[Stored data entries]
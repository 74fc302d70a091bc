//! In-memory store: ordered maps keyed by id and by path

use std::collections::{BTreeMap, BTreeSet, HashMap};
use std::ops::Bound;

use super::{Delta, DeltaLog, NamespaceStore, NodeRecord};
use crate::error::{HierarchyError, Result};
use crate::path::{NodeId, PathRange, TraversalIds};

#[derive(Debug, Default, Clone)]
pub struct MemoryStore {
    nodes: BTreeMap<NodeId, NodeRecord>,
    by_path: BTreeMap<TraversalIds, NodeId>,
    children: HashMap<NodeId, BTreeSet<NodeId>>,
}

impl MemoryStore {
    pub fn new() -> Self {
        Self::default()
    }

    fn link(&mut self, node: &NodeRecord) {
        if let Some(parent) = node.parent_id {
            self.children.entry(parent).or_default().insert(node.id);
        }
    }

    /// Drop the path entry only if it still points at `node`
    fn unindex(&mut self, node: &NodeRecord) {
        if self.by_path.get(&node.traversal_ids) == Some(&node.id) {
            self.by_path.remove(&node.traversal_ids);
        }
    }

    fn unlink(&mut self, node: &NodeRecord) {
        if let Some(parent) = node.parent_id {
            if let Some(set) = self.children.get_mut(&parent) {
                set.remove(&node.id);
                if set.is_empty() {
                    self.children.remove(&parent);
                }
            }
        }
    }

    /// Apply one delta and return the delta that undoes it
    fn apply_one(&mut self, delta: &Delta) -> Result<Delta> {
        match delta {
            Delta::Insert(node) => {
                if self.nodes.contains_key(&node.id) {
                    return Err(HierarchyError::DuplicateNode(node.id));
                }
                if self.by_path.contains_key(&node.traversal_ids) {
                    return Err(HierarchyError::InvalidFormat(format!(
                        "path {} already indexed",
                        node.traversal_ids
                    )));
                }
                self.by_path.insert(node.traversal_ids.clone(), node.id);
                self.link(node);
                self.nodes.insert(node.id, node.clone());
                Ok(Delta::Delete { id: node.id })
            }
            Delta::Delete { id } => {
                let node = self
                    .nodes
                    .remove(id)
                    .ok_or(HierarchyError::NodeNotFound(*id))?;
                self.unindex(&node);
                self.unlink(&node);
                Ok(Delta::Insert(node))
            }
            Delta::Rewrite { id, parent_id, traversal_ids } => {
                let old = self
                    .nodes
                    .get(id)
                    .cloned()
                    .ok_or(HierarchyError::NodeNotFound(*id))?;

                self.unindex(&old);
                self.unlink(&old);

                let mut updated = old.clone();
                updated.parent_id = *parent_id;
                updated.traversal_ids = traversal_ids.clone();

                self.by_path.insert(updated.traversal_ids.clone(), updated.id);
                self.link(&updated);
                self.nodes.insert(updated.id, updated);

                Ok(Delta::Rewrite {
                    id: old.id,
                    parent_id: old.parent_id,
                    traversal_ids: old.traversal_ids,
                })
            }
        }
    }

    fn resolve_paths<'a>(&self, ids: impl Iterator<Item = &'a NodeId>) -> Vec<NodeRecord> {
        ids.filter_map(|id| self.nodes.get(id).cloned()).collect()
    }
}

impl NamespaceStore for MemoryStore {
    fn get(&self, id: NodeId) -> Result<Option<NodeRecord>> {
        Ok(self.nodes.get(&id).cloned())
    }

    fn scan_range(&self, range: &PathRange) -> Result<Vec<NodeRecord>> {
        let lower = if range.include_lower {
            Bound::Included(range.lower.clone())
        } else {
            Bound::Excluded(range.lower.clone())
        };
        let upper = match &range.upper {
            Some(upper) => Bound::Excluded(upper.clone()),
            None => Bound::Unbounded,
        };
        // BTreeMap::range panics on an inverted range
        if let (Bound::Excluded(l) | Bound::Included(l), Bound::Excluded(u)) = (&lower, &upper) {
            if l >= u {
                return Ok(Vec::new());
            }
        }
        Ok(self.resolve_paths(self.by_path.range((lower, upper)).map(|(_, id)| id)))
    }

    fn scan_all(&self) -> Result<Vec<NodeRecord>> {
        Ok(self.resolve_paths(self.by_path.values()))
    }

    fn scan_ids(&self, after: Option<NodeId>, limit: usize) -> Result<Vec<NodeRecord>> {
        let lower = match after {
            Some(id) => Bound::Excluded(id),
            None => Bound::Unbounded,
        };
        Ok(self
            .nodes
            .range((lower, Bound::Unbounded))
            .take(limit)
            .map(|(_, node)| node.clone())
            .collect())
    }

    fn children(&self, parent: NodeId) -> Result<Vec<NodeRecord>> {
        Ok(match self.children.get(&parent) {
            Some(ids) => self.resolve_paths(ids.iter()),
            None => Vec::new(),
        })
    }

    fn apply(&mut self, batch: &[Delta]) -> Result<()> {
        let mut undo = DeltaLog::new();
        for delta in batch {
            match self.apply_one(delta) {
                Ok(inverse) => undo.push(inverse),
                Err(e) => {
                    for inverse in undo.drain().rev() {
                        if let Err(rollback) = self.apply_one(&inverse) {
                            tracing::error!("Rollback of node {} failed: {}", inverse.node_id(), rollback);
                        }
                    }
                    return Err(e);
                }
            }
        }
        Ok(())
    }

    fn len(&self) -> Result<usize> {
        Ok(self.nodes.len())
    }
}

### Exercise aim
Return every line of the entries above that the string "Result" appears in.

### Written answer
use crate::error::{HierarchyError, Result};
    fn apply_one(&mut self, delta: &Delta) -> Result<Delta> {
    fn get(&self, id: NodeId) -> Result<Option<NodeRecord>> {
    fn scan_range(&self, range: &PathRange) -> Result<Vec<NodeRecord>> {
    fn scan_all(&self) -> Result<Vec<NodeRecord>> {
    fn scan_ids(&self, after: Option<NodeId>, limit: usize) -> Result<Vec<NodeRecord>> {
    fn children(&self, parent: NodeId) -> Result<Vec<NodeRecord>> {
    fn apply(&mut self, batch: &[Delta]) -> Result<()> {
    fn len(&self) -> Result<usize> {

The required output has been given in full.